PROJECT SUMMARY B cells have an important pathogenic role in neurological autoimmune disorders, such as multiple sclerosis (MS) and neuropsychiatric systemic lupus erythematosus (NP-SLE), one of the most disabling manifestations of SLE. The relevance of B cells in central nervous system (CNS) autoimmunity is underscored by the therapeutic

efficacy of mAb-mediated B cell depletion in MS. How autoreactive B cells are generated and infiltrate the CNS remains enigmatical. The CNS is enclosed within three membranes: pia, arachnoid, and dura. Between the arachnoid and pia lies the subarachnoid space, which contains cerebrospinal fluid that harbors assorted immune

cells, including B cells. During neuroinflammation, blood lymphocytes infiltrate the meninges to mount local humoral and/or cellular responses.

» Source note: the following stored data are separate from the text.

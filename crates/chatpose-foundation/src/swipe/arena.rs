//! Slot-indexed storage for row interaction state.
//!
//! Hosts recycle row views: the same visual slot shows different messages as
//! the list scrolls. Swipe state belongs to the message, so a slot that is
//! rebound to a different message identity starts over from rest. Rebinding
//! the same message only refreshes its geometry.

use chatpose_ui_graphics::{Point, Rect};
use indexmap::IndexMap;

use super::{MessageRow, SwipeEffects};
use crate::config::SwipeConfig;
use crate::message::{MessageId, MessageInfo};

/// Visual row slot handed out by the host's list.
#[derive(Clone, Copy, Debug, PartialEq, Eq, Hash, PartialOrd, Ord)]
pub struct RowSlot(pub u32);

#[derive(Clone, Copy, Debug, PartialEq, Eq)]
pub enum BindOutcome {
    /// The slot was empty.
    Created,
    /// The slot showed another message; its state was discarded.
    Recycled { previous: MessageId },
    /// Same message, refreshed geometry.
    Updated,
}

#[derive(Clone, Debug)]
pub struct RowArena {
    config: SwipeConfig,
    rows: IndexMap<RowSlot, MessageRow>,
}

impl RowArena {
    pub fn new(config: SwipeConfig) -> Self {
        Self {
            config,
            rows: IndexMap::new(),
        }
    }

    pub fn config(&self) -> &SwipeConfig {
        &self.config
    }

    pub fn bind(
        &mut self,
        slot: RowSlot,
        info: MessageInfo,
        bounds: Rect,
        bubble_width: f32,
    ) -> BindOutcome {
        match self.rows.get_mut(&slot) {
            Some(row) if row.message_id() == info.id && row.info().alignment == info.alignment => {
                row.update(info, bounds, bubble_width);
                BindOutcome::Updated
            }
            Some(row) => {
                let previous = row.message_id();
                log::debug!("slot {:?} recycled from {} to {}", slot, previous, info.id);
                *row = MessageRow::new(info, bounds, bubble_width, &self.config);
                BindOutcome::Recycled { previous }
            }
            None => {
                self.rows
                    .insert(slot, MessageRow::new(info, bounds, bubble_width, &self.config));
                BindOutcome::Created
            }
        }
    }

    pub fn unbind(&mut self, slot: RowSlot) -> Option<MessageRow> {
        self.rows.shift_remove(&slot)
    }

    pub fn get(&self, slot: RowSlot) -> Option<&MessageRow> {
        self.rows.get(&slot)
    }

    pub fn get_mut(&mut self, slot: RowSlot) -> Option<&mut MessageRow> {
        self.rows.get_mut(&slot)
    }

    pub fn slot_of(&self, message_id: MessageId) -> Option<RowSlot> {
        self.rows
            .iter()
            .find(|(_, row)| row.message_id() == message_id)
            .map(|(slot, _)| *slot)
    }

    /// Row under `point`. Later bindings win where bounds overlap.
    pub fn hit_test(&self, point: Point) -> Option<RowSlot> {
        self.rows
            .iter()
            .rev()
            .find(|(_, row)| row.bounds().contains(point.x, point.y))
            .map(|(slot, _)| *slot)
    }

    pub fn advance(&mut self, frame_time_nanos: u64) -> SwipeEffects {
        let mut effects = SwipeEffects::new();
        for row in self.rows.values_mut() {
            effects.extend(row.advance(frame_time_nanos));
        }
        effects
    }

    pub fn is_animating(&self) -> bool {
        self.rows.values().any(MessageRow::is_animating)
    }

    /// Drops every row to rest without animation, keeping the bindings.
    pub fn reset_all(&mut self) {
        for row in self.rows.values_mut() {
            row.reset();
        }
    }

    pub fn iter(&self) -> impl Iterator<Item = (RowSlot, &MessageRow)> {
        self.rows.iter().map(|(slot, row)| (*slot, row))
    }

    pub fn len(&self) -> usize {
        self.rows.len()
    }

    pub fn is_empty(&self) -> bool {
        self.rows.is_empty()
    }
}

Thus, meningeal B cells are thought to exclusively derive from the systemic circulation. However, we recently showed that in young adult mice meningeal B cells mainly derive from the bone

marrow of cranial flat bones, known as calvaria, through special vascular channels. During aging, in contrast, age-associated-B cells (ABC) migrate from the periphery into the dura, where they may differentiate into Ig- secreting plasma cells. We hypothesize that meningeal B cells that derive from calvaria and differentiate locally

are tolerant to CNS-Ag. By contrast, B cells that originate from the periphery and hence are not educated by the local antigenic milieu, may differentiate into autoreactive plasma cells upon CNS-Ag encounter. In Aim 1, we will investigate mechanisms of meningeal B cell tolerance to local antigens under steady-state. Preliminary data

suggest that self-Ag experience during B cell development induces meningeal B cell depletion. Alongside, we will examine meningeal B cell activation upon foreign Ag encounter. Finally, we will investigate the impact of the microenvironment in dura B cell development, focusing on CXCL12 produced by dura fibroblasts. In Aim 2, we

will investigate autoreactivity of meningeal B cells and plasma cells in the SWAP-70/DEF6 double knock-out (DKO) model of lupus. Preliminary data show accumulation of plasmablasts in the meninges of DKO mice. We will compare the transcriptional profiles and B cell receptor (BCR) repertoires of B cells and plasma cells from

the dura and spleen to determine whether systemic B cells clones disseminate equally in lymphoid organs and meninges, or whether the CNS environment recruits specific clones that further differentiate into plasma cells. In parallel, DKO mice will be examined for behavioral alterations and CNS pathology. We will also identify the

utmost expanded BCR clones in the dura of DKO mice and generate monoclonal antibodies to ascertain specificity for autoantigens. In Aim 3, we will obtain a single-cell transcriptomic profile of human dura immune cells isolated from autoptic specimens, filling a critical gap in our knowledge of human meninges. Overall, this

proposal will advance our understanding of B cells in the CNS and mechanisms that promote neuroinflammation. To achieve this, we will leverage the complementary expertise of the Colonna lab, which studies neuroinflammation, and the Pernis lab, which studies autoimmunity in both humans and mouse models.